Come seguire la dieta mediterranea senza spendere troppo

La dieta mediterranea non solo fa bene alla salute, ma può anche essere un'opzione economica. Scopri come pianificare la spesa e conservare gli alimenti per risparmiare.

Mangiare sano non deve per forza costare tanto. La dieta mediterranea riconosciuta come modello alimentare sostenibile ed economico, può essere la soluzione ideale per chi vuole prendersi cura della propria salute senza svuotare il portafoglio.

Con una pianificazione accurata e una conservazione adeguata degli alimenti, è possibile seguire le Linee Guida per una Sana Alimentazione senza compromettere la qualità della dieta.

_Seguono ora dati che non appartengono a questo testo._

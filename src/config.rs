use serde::{Deserialize, Serialize};

#[derive(Debug, Clone, PartialEq, Serialize, Deserialize)]
#[serde(rename_all = "camelCase")]
pub struct PlannerConfig {
    pub simulation_trials: usize,
    /// Trials per batch; cancellation is checked between batches
    pub simulation_batch_size: usize,
    pub seed: Option<u64>,
    pub max_weeks: u32,
    pub max_hours_per_week: u32,
    pub log_level: String,
}

impl Default for PlannerConfig {
    fn default() -> Self {
        Self {
            simulation_trials: 1000,
            simulation_batch_size: 100,
            seed: None,
            max_weeks: 104,
            max_hours_per_week: 168,
            log_level: "info".to_string(),
        }
    }
}

impl PlannerConfig {
    pub fn from_env() -> Self {
        let defaults = Self::default();

        let simulation_trials = env_parse("PLANNER_SIMULATION_TRIALS")
            .filter(|&n: &usize| n > 0)
            .unwrap_or(defaults.simulation_trials);

        let simulation_batch_size = env_parse("PLANNER_BATCH_SIZE")
            .filter(|&n: &usize| n > 0)
            .unwrap_or(defaults.simulation_batch_size);

        let max_weeks = env_parse("PLANNER_MAX_WEEKS")
            .filter(|&n: &u32| n > 0)
            .unwrap_or(defaults.max_weeks);

        let log_level = std::env::var("RUST_LOG").unwrap_or(defaults.log_level);

        Self {
            simulation_trials,
            simulation_batch_size,
            seed: env_parse("PLANNER_SEED"),
            max_weeks,
            max_hours_per_week: defaults.max_hours_per_week,
            log_level,
        }
    }

    pub fn with_seed(mut self, seed: u64) -> Self {
        self.seed = Some(seed);
        self
    }

    pub fn with_trials(mut self, trials: usize) -> Self {
        self.simulation_trials = trials.max(1);
        self
    }
}

fn env_parse<T: std::str::FromStr>(key: &str) -> Option<T> {
    std::env::var(key).ok().and_then(|value| value.trim().parse::<T>().ok())
}

#[cfg(test)]
mod tests {
    use super::*;

    #[test]
    fn test_defaults() {
        let config = PlannerConfig::default();
        assert_eq!(config.simulation_trials, 1000);
        assert_eq!(config.simulation_batch_size, 100);
        assert!(config.seed.is_none());
    }

    #[test]
    fn test_builders() {
        let config = PlannerConfig::default().with_seed(7).with_trials(0);
        assert_eq!(config.seed, Some(7));
        assert_eq!(config.simulation_trials, 1);
    }

    #[test]
    fn test_deserialize_camel_case() {
        let config: PlannerConfig = serde_json::from_str(
            r#"{"simulationTrials":200,"simulationBatchSize":50,"seed":9,
                "maxWeeks":52,"maxHoursPerWeek":40,"logLevel":"debug"}"#,
        )
        .unwrap();
        assert_eq!(config.simulation_trials, 200);
        assert_eq!(config.max_weeks, 52);
        assert_eq!(config.seed, Some(9));
    }
}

I principi della dieta mediterranea

La dieta mediterranea si basa principalmente su alimenti di origine vegetale, freschi, locali e di stagione. Frutta, verdura, cereali integrali, frutta secca e olio extra vergine di oliva sono alla base di questo modello alimentare.

Le proteine vegetali, come i legumi, sono fortemente raccomandate, mentre per quelle animali si preferisce il pesce, con un consumo moderato di carne bianca, uova e formaggi freschi. Carne rossa e salumi dovrebbero essere consumati solo occasionalmente.

Dolci, zuccheri aggiunti, sale e alcol sono da limitare per mantenere un’alimentazione equilibrata e salutare.

Risparmiare con la dieta mediterranea

Un’alimentazione varia e basata su alimenti di stagione e locali non solo è più salutare, ma può anche ridurre i costi. La frutta e la verdura di stagione, ad esempio, sono più economiche e saporite rispetto a quelle fuori stagione.

Scegliere prodotti del territorio supporta l’economia locale e riduce i costi di trasporto, contribuendo ulteriormente al risparmio.

L’alternanza tra diverse fonti proteiche, come carne, pesce, uova, formaggi e legumi, nel rispetto delle frequenze suggerite dalle Linee Guida, permette di ridurre i costi e migliorare la qualità della dieta.

I legumi come alternativa economica

I legumi sono una fonte economica di proteine vegetali, fibra e micronutrienti. Sostituire alcune porzioni di carne, soprattutto rossa e trasformata, con legumi può ridurre i costi e migliorare la salute.

Pianificazione e conservazione degli alimenti

Per evitare sprechi e contenere le spese, è fondamentale pianificare la spesa in base alle reali esigenze di consumo e ai fabbisogni nutrizionali. Acquistare solo le quantità necessarie e fare attenzione alle etichette, soprattutto alla data di scadenza, aiuta a ridurre lo spreco di cibo.

Conservare gli alimenti correttamente e cucinare le giuste quantità previene lo spreco e permette di riutilizzare gli avanzi in altre preparazioni.

Scegliere alimenti sfusi e privi di imballaggio è un’ottima abitudine sia per risparmiare che per ridurre l’impatto ambientale.

Ecco alcuni consigli utili per adottare una dieta sana senza spendere troppo:

  • Variare la propria alimentazione, alternando gli alimenti e privilegiando quelli di origine vegetale.
  • Utilizzare alimenti freschi e non processati per ridurre i costi e migliorare la qualità della dieta.
  • Prediligere alimenti locali e di stagione per risparmiare e sostenere l’economia locale.
  • Prestare attenzione alla quantità degli alimenti acquistati, basandosi sui propri fabbisogni nutrizionali.
  • Leggere le etichette conservare adeguatamente gli alimenti e cucinare le giuste quantità per evitare sprechi.